//! Durable key-value preferences.

use std::cell::RefCell;
use std::collections::HashMap;

use crate::error::{js_message, WebstoreError};

/// A string key-value store for user preferences.
pub trait PreferenceStore {
    fn get(&self, key: &str) -> Option<String>;
    fn set(&self, key: &str, value: &str) -> Result<(), WebstoreError>;
}

impl<S: PreferenceStore + ?Sized> PreferenceStore for &S {
    fn get(&self, key: &str) -> Option<String> {
        (**self).get(key)
    }

    fn set(&self, key: &str, value: &str) -> Result<(), WebstoreError> {
        (**self).set(key, value)
    }
}

/// `window.localStorage`. Reads as empty when storage is unavailable.
pub struct BrowserStorage {
    inner: Option<web_sys::Storage>,
}

impl BrowserStorage {
    pub fn open() -> Self {
        let inner = web_sys::window().and_then(|w| w.local_storage().ok().flatten());
        if inner.is_none() {
            tracing::debug!("localStorage unavailable, preferences will not persist");
        }
        Self { inner }
    }
}

impl PreferenceStore for BrowserStorage {
    fn get(&self, key: &str) -> Option<String> {
        self.inner.as_ref()?.get_item(key).ok().flatten()
    }

    fn set(&self, key: &str, value: &str) -> Result<(), WebstoreError> {
        let storage = self
            .inner
            .as_ref()
            .ok_or_else(|| WebstoreError::Storage("localStorage unavailable".to_string()))?;
        storage
            .set_item(key, value)
            .map_err(|e| WebstoreError::Storage(js_message(&e)))
    }
}

/// In-memory store. Can be told to reject writes to mimic a full or
/// blocked `localStorage`.
#[derive(Debug, Default)]
pub struct MemoryStore {
    values: RefCell<HashMap<String, String>>,
    read_only: bool,
}

impl MemoryStore {
    pub fn new() -> Self {
        Self::default()
    }

    pub fn read_only() -> Self {
        Self {
            values: RefCell::default(),
            read_only: true,
        }
    }

    pub fn with_entry(self, key: &str, value: &str) -> Self {
        self.values
            .borrow_mut()
            .insert(key.to_string(), value.to_string());
        self
    }
}

impl PreferenceStore for MemoryStore {
    fn get(&self, key: &str) -> Option<String> {
        self.values.borrow().get(key).cloned()
    }

    fn set(&self, key: &str, value: &str) -> Result<(), WebstoreError> {
        if self.read_only {
            return Err(WebstoreError::Storage("store is read-only".to_string()));
        }
        self.values
            .borrow_mut()
            .insert(key.to_string(), value.to_string());
        Ok(())
    }
}
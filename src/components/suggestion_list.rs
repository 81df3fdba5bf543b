use leptos::prelude::*;

/// Dropdown of search suggestions.
///
/// Options are picked on `mousedown` so the pick lands before the input
/// loses focus and the outside-click listener runs.
#[component]
pub fn SuggestionList(
    /// Suggestions in the order the endpoint returned them.
    items: ReadSignal<Vec<String>>,
    /// Whether the dropdown is open.
    visible: ReadSignal<bool>,
    /// Callback when a suggestion is picked.
    on_pick: impl Fn(String) + 'static + Copy + Send + Sync,
) -> impl IntoView {
    view! {
        <ul class="suggestion-list" class:open=move || visible.get() role="listbox">
            <For
                each=move || items.get().into_iter().enumerate()
                key=|(idx, text): &(usize, String)| (*idx, text.clone())
                children=move |(_, text): (usize, String)| {
                    let value = text.clone();
                    view! {
                        <li
                            class="suggestion-item"
                            role="option"
                            on:mousedown=move |ev: leptos::ev::MouseEvent| {
                                ev.prevent_default();
                                on_pick(value.clone());
                            }
                        >
                            {text}
                        </li>
                    }
                }
            />
        </ul>
    }
}
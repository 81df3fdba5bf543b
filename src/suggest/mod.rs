mod binding;
mod controller;

pub use binding::attach;
pub use controller::{Action, RequestId, SuggestState, SuggestionController, TimerId};
use thiserror::Error;
use wasm_bindgen::{JsCast, JsValue};

#[derive(Debug, Error, Clone, PartialEq)]
pub enum WebstoreError {
    #[error("Storage error: {0}")]
    Storage(String),

    #[error("DOM error: {0}")]
    Dom(String),

    #[error("Network error: {0}")]
    Network(String),

    #[error("Unexpected HTTP status {0}")]
    Status(u16),

    #[error("Decode error: {0}")]
    Decode(String),

    #[error("Config error: {0}")]
    Config(String),
}

impl From<WebstoreError> for String {
    fn from(err: WebstoreError) -> Self {
        err.to_string()
    }
}

/// Best-effort message for a value thrown from JavaScript.
pub fn js_message(value: &JsValue) -> String {
    if let Some(err) = value.dyn_ref::<js_sys::Error>() {
        return String::from(err.message());
    }
    value
        .as_string()
        .unwrap_or_else(|| "Unknown error".to_string())
}
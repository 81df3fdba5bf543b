use std::fmt;
use std::str::FromStr;

use tracing::{debug, warn};

use crate::storage::PreferenceStore;

/// `localStorage` key holding the selected theme.
pub const STORAGE_KEY: &str = "webstoreTheme";

/// Root class left behind by older page versions. Removed, never applied.
const LEGACY_CLASS: &str = "default-theme";
const LEGACY_VALUE: &str = "default";

#[derive(Debug, Clone, Copy, PartialEq, Eq, Default)]
pub enum Theme {
    #[default]
    Dark,
    Light,
}

impl Theme {
    pub const ALL: [Theme; 2] = [Theme::Dark, Theme::Light];

    /// Lenient parse for stored values and control attributes.
    /// Anything that isn't `light` (including the legacy `default`) is dark.
    pub fn parse(raw: &str) -> Theme {
        raw.parse().unwrap_or_default()
    }

    pub fn as_str(self) -> &'static str {
        match self {
            Theme::Dark => "dark",
            Theme::Light => "light",
        }
    }

    pub fn class_name(self) -> &'static str {
        match self {
            Theme::Dark => "dark-theme",
            Theme::Light => "light-theme",
        }
    }
}

impl fmt::Display for Theme {
    fn fmt(&self, f: &mut fmt::Formatter<'_>) -> fmt::Result {
        f.write_str(self.as_str())
    }
}

impl FromStr for Theme {
    type Err = String;

    fn from_str(s: &str) -> Result<Self, Self::Err> {
        match s.trim() {
            "dark" => Ok(Theme::Dark),
            "light" => Ok(Theme::Light),
            other => Err(format!("unknown theme '{}'", other)),
        }
    }
}

/// The element whose class list carries the theme (`<html>` in the browser).
pub trait ThemeRoot {
    fn add_class(&self, class: &str);
    fn remove_class(&self, class: &str);
}

impl ThemeRoot for web_sys::Element {
    fn add_class(&self, class: &str) {
        let _ = self.class_list().add_1(class);
    }

    fn remove_class(&self, class: &str) {
        let _ = self.class_list().remove_1(class);
    }
}

/// Applies the persisted theme on load and handles theme control clicks.
pub struct ThemeManager<S, R> {
    store: S,
    root: R,
    current: Theme,
}

impl<S: PreferenceStore, R: ThemeRoot> ThemeManager<S, R> {
    /// Read the saved preference (dark when absent) and apply it.
    pub fn init(store: S, root: R) -> Self {
        let saved = store.get(STORAGE_KEY);
        let current = saved.as_deref().map(Theme::parse).unwrap_or_default();

        if saved.as_deref() == Some(LEGACY_VALUE) {
            debug!("Normalizing legacy theme preference to {}", current);
            if let Err(e) = store.set(STORAGE_KEY, current.as_str()) {
                warn!("Failed to rewrite legacy theme preference: {}", e);
            }
        }

        let manager = Self {
            store,
            root,
            current,
        };
        manager.apply(current);
        manager
    }

    /// Click handler for a theme control carrying `identifier` in `data-theme`.
    pub fn select(&mut self, identifier: &str) -> Theme {
        let theme = Theme::parse(identifier);
        self.apply(theme);
        self.current = theme;
        if let Err(e) = self.store.set(STORAGE_KEY, theme.as_str()) {
            warn!("Failed to persist theme {}: {}", theme, e);
        }
        theme
    }

    pub fn current(&self) -> Theme {
        self.current
    }

    fn apply(&self, theme: Theme) {
        self.root.remove_class(LEGACY_CLASS);
        for t in Theme::ALL {
            self.root.remove_class(t.class_name());
        }
        self.root.add_class(theme.class_name());
    }
}
use std::cell::RefCell;

use webstore_ui::storage::{MemoryStore, PreferenceStore};
use webstore_ui::theme::{Theme, ThemeManager, ThemeRoot, STORAGE_KEY};

/// Stand-in for `<html>` that records its class list.
#[derive(Default)]
struct FakeRoot {
    classes: RefCell<Vec<String>>,
}

impl FakeRoot {
    fn with_classes(classes: &[&str]) -> Self {
        Self {
            classes: RefCell::new(classes.iter().map(|c| c.to_string()).collect()),
        }
    }

    fn classes(&self) -> Vec<String> {
        self.classes.borrow().clone()
    }

    fn theme_classes(&self) -> Vec<String> {
        self.classes()
            .into_iter()
            .filter(|c| c.ends_with("-theme"))
            .collect()
    }
}

impl ThemeRoot for &FakeRoot {
    fn add_class(&self, class: &str) {
        let mut classes = self.classes.borrow_mut();
        if !classes.iter().any(|c| c == class) {
            classes.push(class.to_string());
        }
    }

    fn remove_class(&self, class: &str) {
        self.classes.borrow_mut().retain(|c| c != class);
    }
}

#[test]
fn test_init_defaults_to_dark_when_nothing_saved() {
    let store = MemoryStore::new();
    let root = FakeRoot::default();
    let manager = ThemeManager::init(&store, &root);

    assert_eq!(manager.current(), Theme::Dark);
    assert_eq!(root.theme_classes(), vec!["dark-theme"]);
    assert_eq!(store.get(STORAGE_KEY), None, "init alone should not write a preference");
}

#[test]
fn test_selection_applies_exactly_one_class_and_persists() {
    for theme in Theme::ALL {
        let store = MemoryStore::new();
        let root = FakeRoot::default();
        let mut manager = ThemeManager::init(&store, &root);

        manager.select(theme.as_str());

        assert_eq!(root.theme_classes(), vec![theme.class_name()]);
        assert_eq!(store.get(STORAGE_KEY).as_deref(), Some(theme.as_str()));
        assert_eq!(manager.current(), theme);
    }
}

#[test]
fn test_reselecting_same_theme_is_idempotent() {
    let store = MemoryStore::new();
    let root = FakeRoot::default();
    let mut manager = ThemeManager::init(&store, &root);

    manager.select("light");
    let classes_once = root.classes();
    let stored_once = store.get(STORAGE_KEY);

    manager.select("light");
    assert_eq!(root.classes(), classes_once);
    assert_eq!(store.get(STORAGE_KEY), stored_once);
}

#[test]
fn test_light_survives_reload() {
    let store = MemoryStore::new();
    {
        let root = FakeRoot::default();
        let mut manager = ThemeManager::init(&store, &root);
        manager.select("light");
    }

    let reloaded = FakeRoot::default();
    let manager = ThemeManager::init(&store, &reloaded);
    assert_eq!(manager.current(), Theme::Light);
    assert_eq!(reloaded.theme_classes(), vec!["light-theme"]);
}

#[test]
fn test_stale_and_legacy_classes_are_removed_on_init() {
    let store = MemoryStore::new().with_entry(STORAGE_KEY, "light");
    let root = FakeRoot::with_classes(&["dark-theme", "default-theme", "page"]);
    ThemeManager::init(&store, &root);

    assert_eq!(root.classes(), vec!["page", "light-theme"]);
}

#[test]
fn test_legacy_default_preference_is_normalized() {
    let store = MemoryStore::new().with_entry(STORAGE_KEY, "default");
    let root = FakeRoot::default();
    let manager = ThemeManager::init(&store, &root);

    assert_eq!(manager.current(), Theme::Dark);
    assert_eq!(root.theme_classes(), vec!["dark-theme"]);
    assert_eq!(store.get(STORAGE_KEY).as_deref(), Some("dark"));
}

#[test]
fn test_unknown_control_value_falls_back_to_dark() {
    let store = MemoryStore::new();
    let root = FakeRoot::default();
    let mut manager = ThemeManager::init(&store, &root);

    manager.select("light");
    assert_eq!(manager.select("sepia"), Theme::Dark);
    assert_eq!(root.theme_classes(), vec!["dark-theme"]);
    assert_eq!(store.get(STORAGE_KEY).as_deref(), Some("dark"));
}

#[test]
fn test_unwritable_storage_still_switches_theme() {
    let store = MemoryStore::read_only();
    let root = FakeRoot::default();
    let mut manager = ThemeManager::init(&store, &root);

    manager.select("light");
    assert_eq!(manager.current(), Theme::Light);
    assert_eq!(root.theme_classes(), vec!["light-theme"]);
    assert_eq!(store.get(STORAGE_KEY), None);
}
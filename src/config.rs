//! Page-level configuration.
//!
//! Defaults match the storefront markup. A page can override any subset by
//! embedding JSON in `<script type="application/json" id="webstore-config">`.

use std::time::Duration;

use serde::Deserialize;

use crate::error::WebstoreError;

/// Id of the optional inline JSON config element.
pub const CONFIG_ELEMENT_ID: &str = "webstore-config";

#[derive(Debug, Clone, PartialEq, Deserialize)]
#[serde(default, rename_all = "camelCase")]
pub struct Config {
    pub log_level: String,
    pub selectors: Selectors,
    pub suggest: SuggestConfig,
}

impl Default for Config {
    fn default() -> Self {
        Self {
            log_level: "info".to_string(),
            selectors: Selectors::default(),
            suggest: SuggestConfig::default(),
        }
    }
}

/// CSS selectors for the elements the script attaches to.
#[derive(Debug, Clone, PartialEq, Deserialize)]
#[serde(default, rename_all = "camelCase")]
pub struct Selectors {
    pub theme_control: String,
    pub search_input: String,
    pub suggestions: String,
}

impl Default for Selectors {
    fn default() -> Self {
        Self {
            theme_control: "[data-theme]".to_string(),
            search_input: "#search-input".to_string(),
            suggestions: "#search-suggestions".to_string(),
        }
    }
}

#[derive(Debug, Clone, PartialEq, Deserialize)]
#[serde(default, rename_all = "camelCase")]
pub struct SuggestConfig {
    pub endpoint: String,
    pub min_query_chars: usize,
    pub debounce_ms: u64,
}

impl Default for SuggestConfig {
    fn default() -> Self {
        Self {
            endpoint: "/api/search-suggestions".to_string(),
            min_query_chars: 3,
            debounce_ms: 300,
        }
    }
}

impl SuggestConfig {
    pub fn debounce(&self) -> Duration {
        Duration::from_millis(self.debounce_ms)
    }
}

impl Config {
    pub fn from_json(raw: &str) -> Result<Self, WebstoreError> {
        serde_json::from_str(raw).map_err(|e| WebstoreError::Config(e.to_string()))
    }

    /// Read the inline config element. Defaults when the page has none.
    pub fn from_page(doc: &web_sys::Document) -> Result<Self, WebstoreError> {
        match doc.get_element_by_id(CONFIG_ELEMENT_ID) {
            Some(el) => Self::from_json(&el.text_content().unwrap_or_default()),
            None => Ok(Self::default()),
        }
    }
}

#[cfg(test)]
mod tests {
    use super::*;

    #[test]
    fn test_defaults_match_storefront_contract() {
        let config = Config::default();
        assert_eq!(config.log_level, "info");
        assert_eq!(config.suggest.endpoint, "/api/search-suggestions");
        assert_eq!(config.suggest.min_query_chars, 3);
        assert_eq!(config.suggest.debounce(), Duration::from_millis(300));
        assert_eq!(config.selectors.theme_control, "[data-theme]");
    }

    #[test]
    fn test_partial_override_keeps_other_defaults() {
        let config = Config::from_json(r#"{"suggest": {"debounceMs": 150}, "logLevel": "debug"}"#)
            .expect("valid config");
        assert_eq!(config.log_level, "debug");
        assert_eq!(config.suggest.debounce_ms, 150);
        assert_eq!(config.suggest.min_query_chars, 3);
        assert_eq!(config.selectors, Selectors::default());
    }

    #[test]
    fn test_empty_object_is_default() {
        assert_eq!(Config::from_json("{}").unwrap(), Config::default());
    }

    #[test]
    fn test_malformed_json_is_config_error() {
        let err = Config::from_json("{not json").unwrap_err();
        assert!(matches!(err, WebstoreError::Config(_)), "got {:?}", err);
    }
}
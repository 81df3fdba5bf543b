//! Typed client for the storefront's suggestion endpoint.

use wasm_bindgen::JsCast;
use wasm_bindgen_futures::JsFuture;
use web_sys::{Request, RequestInit, Response};

use crate::error::{js_message, WebstoreError};

/// `<endpoint>?q=<query>` with the query percent-encoded.
pub fn suggestion_url(endpoint: &str, query: &str) -> String {
    let sep = if endpoint.contains('?') { '&' } else { '?' };
    format!("{}{}q={}", endpoint, sep, urlencoding::encode(query))
}

/// Decode a response body that must be a JSON array of strings.
pub fn parse_suggestions(body: &str) -> Result<Vec<String>, WebstoreError> {
    serde_json::from_str(body).map_err(|e| WebstoreError::Decode(e.to_string()))
}

pub async fn fetch_suggestions(url: &str) -> Result<Vec<String>, WebstoreError> {
    let window =
        web_sys::window().ok_or_else(|| WebstoreError::Dom("no window".to_string()))?;

    let opts = RequestInit::new();
    opts.set_method("GET");
    let request = Request::new_with_str_and_init(url, &opts)
        .map_err(|e| WebstoreError::Network(js_message(&e)))?;
    request
        .headers()
        .set("Accept", "application/json")
        .map_err(|e| WebstoreError::Network(js_message(&e)))?;

    let value = JsFuture::from(window.fetch_with_request(&request))
        .await
        .map_err(|e| WebstoreError::Network(js_message(&e)))?;
    let response: Response = value
        .dyn_into()
        .map_err(|_| WebstoreError::Network("fetch did not return a Response".to_string()))?;

    if !response.ok() {
        return Err(WebstoreError::Status(response.status()));
    }

    let text = response
        .text()
        .map_err(|e| WebstoreError::Decode(js_message(&e)))?;
    let body = JsFuture::from(text)
        .await
        .map_err(|e| WebstoreError::Decode(js_message(&e)))?
        .as_string()
        .ok_or_else(|| WebstoreError::Decode("response body is not text".to_string()))?;

    parse_suggestions(&body)
}

#[cfg(test)]
mod tests {
    use super::*;

    #[test]
    fn test_url_encodes_query() {
        assert_eq!(
            suggestion_url("/api/search-suggestions", "red shoes & co"),
            "/api/search-suggestions?q=red%20shoes%20%26%20co"
        );
    }

    #[test]
    fn test_url_appends_to_existing_query_string() {
        assert_eq!(
            suggestion_url("/api/search-suggestions?limit=5", "hat"),
            "/api/search-suggestions?limit=5&q=hat"
        );
    }

    #[test]
    fn test_url_encodes_non_ascii() {
        assert_eq!(suggestion_url("/s", "café"), "/s?q=caf%C3%A9");
    }

    #[test]
    fn test_parse_keeps_order() {
        assert_eq!(
            parse_suggestions(r#"["foo","bar"]"#).unwrap(),
            vec!["foo".to_string(), "bar".to_string()]
        );
        assert!(parse_suggestions("[]").unwrap().is_empty());
    }

    #[test]
    fn test_parse_rejects_non_string_arrays() {
        assert!(matches!(parse_suggestions("<html>"), Err(WebstoreError::Decode(_))));
        assert!(matches!(parse_suggestions(r#"{"q":"x"}"#), Err(WebstoreError::Decode(_))));
        assert!(matches!(parse_suggestions("[1,2]"), Err(WebstoreError::Decode(_))));
    }
}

----

Exercise: Copy out each line of the entries above that holds "matches".

Your solution:
        assert!(matches!(err, WebstoreError::Config(_)), "got {:?}", err);
        assert!(matches!(parse_suggestions("<html>"), Err(WebstoreError::Decode(_))));
        assert!(matches!(parse_suggestions(r#"{"q":"x"}"#), Err(WebstoreError::Decode(_))));
        assert!(matches!(parse_suggestions("[1,2]"), Err(WebstoreError::Decode(_))));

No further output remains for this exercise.